Thank you so much, Beth, for having me here to help celebrate your new release. I can’t wait to read Explosive!
Today I’m blogging about an unusual combination: Shakespeare and BDSM.
I love Shakespeare. Call me a geek, but when I was an English major in university, I took one whole course on nothing but Shakespeare and I loved it. My kids make gagging noises when I tell them that, as I cheerfully help them with their high school essays on Hamlet and Romeo and Juliet. But it’s true. Mind you, Shakespeare isn’t something I pick up these days for some light reading. It takes a bit of work. But I love the words he used, all the double entendres and timeless themes.
A while back I was looking through some Shakespeare works hoping for story inspiration, and I came across The Taming of the Shrew. I recall studying this play in university, at the ripe old age of, oh, about nineteen. I was righteously offended that any man would even dream of talking about “taming” a woman, and disgusted at the things Petruccio did to tame Katherine. I remember thinking Petruccio was a total asshole. I didn’t get it at all.
But as I looked at this story again recently, I was struck by the similarities between Petruccio’s method of “taming” Katherine, and the training a Dominant might give a submissive. I started thinking about the play differently and realised that it could have a modern day telling, with a woman who is strong and independent in the business world, but who doesn’t quite fit in outside that world. A woman whose family (in this case I made it a grandparent, since it seemed unlikely to me that parents would have such old-fashioned ideas in this day and age) wants her to take on traditional female roles. A sister who has taken on those traditional female roles (and yet, she’s not completely happy either) and to whom this woman compares herself. And how deep down inside, this woman’s not entirely happy with the life she’s chosen. She’s just not sure why.
This is how my book Taming Tara, coming November 26 from Ellora’s Cave, came about.
At the beginning of The Taming of the Shrew Katherine comes across as somewhat unlikeable —bad-tempered and sharp-tongued — a shrew. But beneath the surface, perhaps her anger stems from unhappiness. She’s jealous of her sister and the way her family treats her, perhaps worried about her own attractiveness to men and whether she will ever find love and happiness. She’s also strong and intelligent and doesn’t want to just conform to what society thinks she should be.
These days society is not as rigid as it was in Shakespeare’s day, when the only way a woman could find acceptance in society was through marriage and a husband, yet most of us deep down inside want love and family in our lives.
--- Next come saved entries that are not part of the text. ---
//! Application error model.
//!
//! A single typed hierarchy used throughout the engine so call sites can
//! match on variant instead of string-sniffing. `Transient` vs `Permanent`
//! drives the retry-queue decision in [`crate::delivery`].

use thiserror::Error;

/// Application error type covering every failure mode the engine encounters.
#[derive(Debug, Error)]
pub enum AppError {
    /// Filesystem or network I/O failure.
    #[error("io error: {0}")]
    Io(#[from] std::io::Error),

    /// Config/retry-queue document could not be parsed or serialized.
    #[error("json error: {0}")]
    Json(#[from] serde_json::Error),

    /// IMAP failure that is worth abandoning the account for this cycle
    /// (connection refused, TLS failure, login failure, fetch failure).
    #[error("imap error: {0}")]
    Imap(String),

    /// SMTP failure classified as transient (network error, timeout, DNS
    /// failure, SMTP protocol error) — the caller should enqueue a retry.
    #[error("transient smtp error: {0}")]
    SmtpTransient(String),

    /// SMTP failure classified as permanent (unencodable content,
    /// programming error) — the caller should log and drop, not retry.
    #[error("permanent smtp error: {0}")]
    SmtpPermanent(String),

    /// Malformed request, configuration, or argument.
    #[error("invalid input: {0}")]
    InvalidInput(String),

    /// Requested resource (account, log type) does not exist.
    #[error("not found: {0}")]
    NotFound(String),

    /// Anything else: mail parsing failures, poisoned mutex, etc.
    #[error("internal error: {0}")]
    Internal(String),
}

impl AppError {
    pub fn invalid(msg: impl Into<String>) -> Self {
        Self::InvalidInput(msg.into())
    }

    pub fn internal(msg: impl Into<String>) -> Self {
        Self::Internal(msg.into())
    }

    /// True if this failure should cause the caller to enqueue a retry
    /// rather than drop the recipient outright.
    pub fn is_transient(&self) -> bool {
        matches!(self, Self::SmtpTransient(_) | Self::Io(_))
    }
}

impl<T> From<std::sync::PoisonError<T>> for AppError {
    fn from(e: std::sync::PoisonError<T>) -> Self {
        Self::Internal(format!("poisoned lock: {e}"))
    }
}

pub type AppResult<T> = Result<T, AppError>;
//! Delivery sequencer: sends one built message per recipient over SMTP,
//! classifying failures as transient (worth a retry) or permanent (log and
//! drop) so the caller can decide whether to enqueue.

use std::thread;
use std::time::Duration;

use lettre::transport::smtp::authentication::{Credentials, Mechanism};
use lettre::{Message, SmtpTransport, Transport};
use secrecy::ExposeSecret;

use crate::config::Account;
use crate::errors::{AppError, AppResult};

const SMTP_TIMEOUT: Duration = Duration::from_secs(30);
const INTER_SEND_DELAY: Duration = Duration::from_secs(3);

/// Send `message` to every recipient in `recipients`, one at a time with a
/// pause between sends so a burst of matches doesn't hammer the relay.
///
/// Returns the list of recipients whose send failed, paired with the
/// classified error, in the same order they were attempted. A caller with
/// an empty `recipients` list gets an empty result back — there is nothing
/// to do.
pub fn deliver_to_recipients(
    account: &Account,
    build: impl Fn(&str) -> AppResult<Message>,
    recipients: &[String],
) -> Vec<(String, AppError)> {
    let mut failures = Vec::new();
    if recipients.is_empty() {
        return failures;
    }

    let transport = match build_transport(account) {
        Ok(t) => t,
        Err(e) => {
            return recipients.iter().map(|r| (r.clone(), clone_err(&e))).collect();
        }
    };

    for (i, recipient) in recipients.iter().enumerate() {
        if i > 0 {
            thread::sleep(INTER_SEND_DELAY);
        }
        match build(recipient).and_then(|msg| send_one(&transport, &msg)) {
            Ok(()) => {}
            Err(e) => failures.push((recipient.clone(), e)),
        }
    }

    failures
}

fn build_transport(account: &Account) -> AppResult<SmtpTransport> {
    let transport = SmtpTransport::starttls_relay(&account.smtp_host)
        .map_err(|e| AppError::SmtpTransient(format!("failed to resolve smtp relay {}: {e}", account.smtp_host)))?
        .port(account.smtp_port)
        .timeout(Some(SMTP_TIMEOUT))
        .authentication(vec![Mechanism::Plain, Mechanism::Login])
        .credentials(Credentials::new(
            account.smtp_user.clone(),
            account.smtp_password.expose_secret().to_owned(),
        ))
        .build();
    Ok(transport)
}

fn send_one(transport: &SmtpTransport, message: &Message) -> AppResult<()> {
    transport
        .send(message)
        .map(|_| ())
        .map_err(classify_smtp_error)
}

fn classify_smtp_error(error: lettre::transport::smtp::Error) -> AppError {
    if error.is_permanent() {
        AppError::SmtpPermanent(error.to_string())
    } else {
        AppError::SmtpTransient(error.to_string())
    }
}

fn clone_err(e: &AppError) -> AppError {
    match e {
        AppError::SmtpTransient(s) => AppError::SmtpTransient(s.clone()),
        AppError::SmtpPermanent(s) => AppError::SmtpPermanent(s.clone()),
        other => AppError::Internal(other.to_string()),
    }
}

#[cfg(test)]
mod tests {
    use super::*;
    use crate::codec::ParsedMessage;
    use secrecy::SecretString;

    fn account() -> Account {
        Account {
            name: "a".to_owned(),
            active: true,
            imap_host: "imap.example.com".to_owned(),
            imap_user: "u@example.com".to_owned(),
            imap_password: SecretString::from("p".to_owned()),
            smtp_host: "smtp.invalid".to_owned(),
            smtp_port: 587,
            smtp_user: "u@example.com".to_owned(),
            smtp_password: SecretString::from("p".to_owned()),
            rules: vec![],
        }
    }

    #[test]
    fn empty_recipient_list_is_a_no_op() {
        let acc = account();
        let message = ParsedMessage {
            from: "a@b.com".to_owned(),
            subject: "s".to_owned(),
            date: "d".to_owned(),
            body_text: "b".to_owned(),
            body_html: String::new(),
            attachments: vec![],
        };
        let failures = deliver_to_recipients(
            &acc,
            |recipient| crate::codec::build_outbound(&acc, &message, recipient, false),
            &[],
        );
        assert!(failures.is_empty());
    }
}
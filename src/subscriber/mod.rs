//! Binds host events to handlers, one handler per event name.

pub mod handlers;

use std::collections::hash_map::Entry;
use std::collections::HashMap;
use std::panic::{catch_unwind, AssertUnwindSafe};
use std::sync::Arc;

use tracing::{debug, warn};

use crate::error::{HostLogError, Result};
use crate::log::LogSink;
use crate::model::HostEvent;

pub use handlers::{format_event, record_event};

pub type Handler = Arc<dyn Fn(&HostEvent, &dyn LogSink) + Send + Sync>;

pub struct Subscriber {
    sink: Arc<dyn LogSink>,
    handlers: HashMap<&'static str, Handler>,
}

impl Subscriber {
    /// A subscriber with no handlers; every event is ignored until bound.
    pub fn new(sink: Arc<dyn LogSink>) -> Self {
        Self {
            sink,
            handlers: HashMap::new(),
        }
    }

    /// Binds [`record_event`] to every event in the catalog.
    pub fn with_default_handlers(sink: Arc<dyn LogSink>) -> Result<Self> {
        let mut subscriber = Self::new(sink);
        for name in HostEvent::NAMES {
            subscriber.on(name, record_event)?;
        }
        Ok(subscriber)
    }

    /// Registers the handler for `name`. Fails if the name is not a host
    /// event or already has a handler; the existing one is kept.
    pub fn on<F>(&mut self, name: &str, handler: F) -> Result<()>
    where
        F: Fn(&HostEvent, &dyn LogSink) + Send + Sync + 'static,
    {
        let name = HostEvent::NAMES
            .iter()
            .copied()
            .find(|n| *n == name)
            .ok_or_else(|| HostLogError::UnknownEvent(name.to_string()))?;

        match self.handlers.entry(name) {
            Entry::Occupied(_) => {
                warn!("Refusing second handler for {}", name);
                Err(HostLogError::DuplicateHandler(name.to_string()))
            }
            Entry::Vacant(slot) => {
                slot.insert(Arc::new(handler));
                Ok(())
            }
        }
    }

    pub fn is_registered(&self, name: &str) -> bool {
        self.handlers.contains_key(name)
    }

    /// Registered event names, sorted.
    pub fn registered(&self) -> Vec<&'static str> {
        let mut names: Vec<_> = self.handlers.keys().copied().collect();
        names.sort_unstable();
        names
    }

    /// Runs the handler bound to the event's name. A panicking handler only
    /// loses its own event.
    pub fn dispatch(&self, event: &HostEvent) {
        let name = event.name();
        let Some(handler) = self.handlers.get(name) else {
            debug!("No handler registered for {}", name);
            return;
        };
        debug!("Dispatching {}", name);
        if catch_unwind(AssertUnwindSafe(|| handler(event, self.sink.as_ref()))).is_err() {
            warn!("Handler for {} panicked", name);
        }
    }
}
And strong, assertive women are often perceived as “bitches” and are threatening to some men (and women).
In Taming Tara, Tara has a goal in life, which is to run the family business her parents should have been running, had they not died. She, too, is envious of her beautiful, feminine sister and how her grandfather treats her. Her relationships with men have failed because she was too controlling. In her life, a woman being in charge is threatening to many men. Deep down inside she’s a little insecure about her ability to run the business and about her ability to find love and happiness. She thinks what she needs is a way to assert her dominance and control, and she wonders if exploring the dominant side of herself at a fetish club will help fill that emptiness inside her.
I was also interested in Petruccio, given my initial impression when reading The Taming of The Shrew that he was a complete jerk. He wanted to marry Katherine for financial gain, and set out to tame her for his own purposes. The things he did to her were cruel, there is no denying that. But it’s also possible Petruccio fell in love with Katherine and wanted her to have a better life than the unhappy, shrewish life she led when they met.
In Taming Tara, Joe comes with some complicated baggage that makes it very important that he succeed at his new job. So he’s willing to do whatever it takes to be successful, even “taming” his new co-worker. But during the process, he falls in love with Tara and it no longer becomes about “taming” her for his own purposes. Rather, it becomes important to show her that her life can be better. As an experienced Dominant he knows what’s at the heart of Domination/submission—that underlying the mastery is dependence, and beneath the submission lies strength. He knows Tara is strong enough to submit. But Joe, too, has a journey— he falls in love with Tara and he learns he needs her too. She restores his confidence in himself by showing he’s worthy of complete trust. There is no Dominant without a submissive.
Tara sees “submission” as a character flaw, a weakness. And she’s probably not alone in that view. So it’s difficult for her to take that journey and realize that it takes strength to submit and to learn to be proud of her submission.
The Taming of the Shrew has generated controversy and criticism, apparently even in Shakespeare’s own time, as being misogynistic and patriarchal. Was Shakespeare really advocating that men should tame women into submission using such cruel and crushing methods? Was he using Katherine and Petruccio as a cautionary moral tale of what not to do? Or is there pleasure in submitting to the one you love?